ISLAMABAD: On Tuesday, the federal cabinet approved the Cloud First Policy and the Personal Data Protection Bill, safeguarding online data security and opening the path for Pakistan’s digital transformation.
To increase citizen participation and make government more transparent and responsible, the Cloud First Policy outlines five forms of data, including open data in the public sector.
The other is publicly available non-confidential public data about the public sector.
The restricted data related to public sector enterprises, activities, and services follows the limited data, which is not sensitive in nature.
Another category is confidential data, which is information that is not meant to be made public and may only be accessed by a limited number of persons with valid authorization, justifying moderate security measures.
The fourth type is secret data, which is information that requires the greatest level of protection from significant risks and whose compromise might endanger life or public security, result in financial losses, or cause substantial harm to public interests.
Minister for Information Technology and Telecommunications Sylvia Mathews spoke about the specifics of the Cloud First Policy.
The minister underlined that the developed countries had a collective cloud service for their government departments to secure their official data and make it manageable.

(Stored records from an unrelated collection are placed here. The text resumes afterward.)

// SPDX-License-Identifier: MIT
// Copyright (c) 2026 Alfred Jean LLC

#![deny(unsafe_code)]
#![deny(clippy::unwrap_used)]
#![deny(clippy::expect_used)]

use aquars::Cli;
use clap::Parser;

fn main() {
    setup_logging();
    let cli = Cli::parse();
    if let Err(e) = aquars::run(cli) {
        eprintln!("error: {}", e);
        std::process::exit(1);
    }
}

fn setup_logging() {
    use tracing_subscriber::EnvFilter;

    let filter = EnvFilter::try_from_default_env().unwrap_or_else(|_| EnvFilter::new("warn"));

    tracing_subscriber::fmt()
        .with_env_filter(filter)
        .with_writer(std::io::stderr)
        .init();
}
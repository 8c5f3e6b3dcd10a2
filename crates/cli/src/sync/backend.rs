// SPDX-License-Identifier: MIT
// Copyright (c) 2026 Alfred Jean LLC

//! Backend abstraction for the delivery REST API.
//!
//! Provides a trait-based seam so that:
//! - Real HTTP requests go through [`HttpBackend`] in production
//! - Tests can swap in a scripted backend

use std::future::Future;
use std::pin::Pin;
use std::time::Duration;

use aqua_core::{Action, WriteRequest};
use serde_json::Value;
use url::Url;

/// Error type for backend operations.
#[derive(Debug, thiserror::Error)]
pub enum BackendError {
    /// The request never got a response (DNS, connect, timeout, ...).
    #[error("request failed: {0}")]
    RequestFailed(String),

    /// The server answered with a non-success status.
    #[error("server returned {status}: {body}")]
    Status { status: u16, body: String },

    /// The response body was not valid JSON.
    #[error("invalid response: {0}")]
    InvalidResponse(String),

    /// The request itself is malformed.
    #[error("invalid request: {0}")]
    InvalidRequest(#[from] aqua_core::Error),

    /// The configured base URL is unusable.
    #[error("invalid backend url '{url}': {reason}")]
    InvalidUrl { url: String, reason: String },
}

/// Result type for backend operations.
pub type BackendResult<T> = Result<T, BackendError>;

/// Remote side of the sync layer.
///
/// Any non-success response or transport error must surface as an `Err`
/// so that queued writes are retried.
pub trait Backend: Send + Sync {
    /// Perform one write and return the decoded response body
    /// (`Value::Null` when the server sends none).
    fn send(
        &self,
        request: WriteRequest,
    ) -> Pin<Box<dyn Future<Output = BackendResult<Value>> + Send + '_>>;

    /// Check whether the backend is reachable.
    fn probe(&self) -> Pin<Box<dyn Future<Output = bool> + Send + '_>>;
}

/// Path of the health endpoint used by [`Backend::probe`].
pub const HEALTH_PATH: &str = "/health";

/// HTTP backend implementation using reqwest.
pub struct HttpBackend {
    base: Url,
    client: reqwest::Client,
    token: Option<String>,
}

impl HttpBackend {
    /// Create a backend for `base_url` with a per-request `timeout`.
    pub fn new(base_url: &str, timeout: Duration, token: Option<String>) -> BackendResult<Self> {
        let client = reqwest::Client::builder()
            .timeout(timeout)
            .build()
            .map_err(|e| BackendError::RequestFailed(e.to_string()))?;
        Self::with_client(base_url, client, token)
    }

    /// Create a backend around a preconfigured client.
    pub fn with_client(
        base_url: &str,
        client: reqwest::Client,
        token: Option<String>,
    ) -> BackendResult<Self> {
        let base = Url::parse(base_url).map_err(|e| BackendError::InvalidUrl {
            url: base_url.to_string(),
            reason: e.to_string(),
        })?;

        Ok(HttpBackend {
            base,
            client,
            token,
        })
    }

    pub fn base_url(&self) -> &Url {
        &self.base
    }

    /// Absolute URL for an API path such as `/api/clientes/3`.
    pub fn url_for(&self, path: &str) -> BackendResult<Url> {
        self.base.join(path).map_err(|e| BackendError::InvalidUrl {
            url: format!("{}{}", self.base, path),
            reason: e.to_string(),
        })
    }
}

fn method_for(action: Action) -> reqwest::Method {
    match action {
        Action::Create => reqwest::Method::POST,
        Action::Update => reqwest::Method::PUT,
        Action::Delete => reqwest::Method::DELETE,
    }
}

/// Decode a response body, treating an empty body as `Value::Null`.
pub(crate) fn decode_body(text: &str) -> BackendResult<Value> {
    if text.trim().is_empty() {
        return Ok(Value::Null);
    }
    serde_json::from_str(text).map_err(|e| BackendError::InvalidResponse(e.to_string()))
}

impl Backend for HttpBackend {
    fn send(
        &self,
        request: WriteRequest,
    ) -> Pin<Box<dyn Future<Output = BackendResult<Value>> + Send + '_>> {
        Box::pin(async move {
            let url = self.url_for(&request.path()?)?;

            let mut builder = self.client.request(method_for(request.action), url);
            if let Some(token) = &self.token {
                builder = builder.bearer_auth(token);
            }
            if let Some(body) = &request.body {
                builder = builder.json(body);
            }

            let response = builder
                .send()
                .await
                .map_err(|e| BackendError::RequestFailed(e.to_string()))?;
            let status = response.status();
            let text = response
                .text()
                .await
                .map_err(|e| BackendError::RequestFailed(e.to_string()))?;

            if !status.is_success() {
                return Err(BackendError::Status {
                    status: status.as_u16(),
                    body: text,
                });
            }
            decode_body(&text)
        })
    }

    fn probe(&self) -> Pin<Box<dyn Future<Output = bool> + Send + '_>> {
        Box::pin(async move {
            let Ok(url) = self.url_for(HEALTH_PATH) else {
                return false;
            };
            match self.client.get(url).send().await {
                Ok(response) => response.status().is_success(),
                Err(e) => {
                    tracing::debug!("health probe failed: {}", e);
                    false
                }
            }
        })
    }
}

#[cfg(test)]
#[path = "backend_tests.rs"]
mod tests;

“Pakistan is undergoing a digital revolution and has taken numerous initiatives for the provision of ICT (information and communication technology)-based solutions,” the policy stated.
“After this law is approved, the data centres of federal ministries and departments will be shifted to the central ‘Cloud’ and it will help reduce government expenditure, enhance data protection and increase the efficiency of online activities and services,” the minister said in a statement.
The cloud policy highlighted that the federal government had around 40 divisions and more than 600 affiliated departments, while there were numerous provincial ministries and their affiliated departments in the country.
It emphasised the necessity for a ‘Cloud Board,’ which would include an IT secretary as chairman, chief secretaries from each of the four provinces, and two IT specialists.
The ‘Cloud Office’ will be in charge of cloud service providers’ certification, quality, security, and departmental IT matters.
The Cloud Board will grant the needed capabilities and equipment to cloud service providers.
On the other hand, the Personal Data Protection Bill, which was also passed by the cabinet, would protect Pakistani residents’ internet data, information, and privacy.
The goal of the Personal Data Safety Bill, according to the minister, is to secure national security as well as the protection of internet data and personal information of ordinary persons, including businesspeople.
Various segments of society, including civil society, have demanded that all relevant governmental and commercial entities guarantee that their data, services, ICT products, and systems comply with cyber security regulations.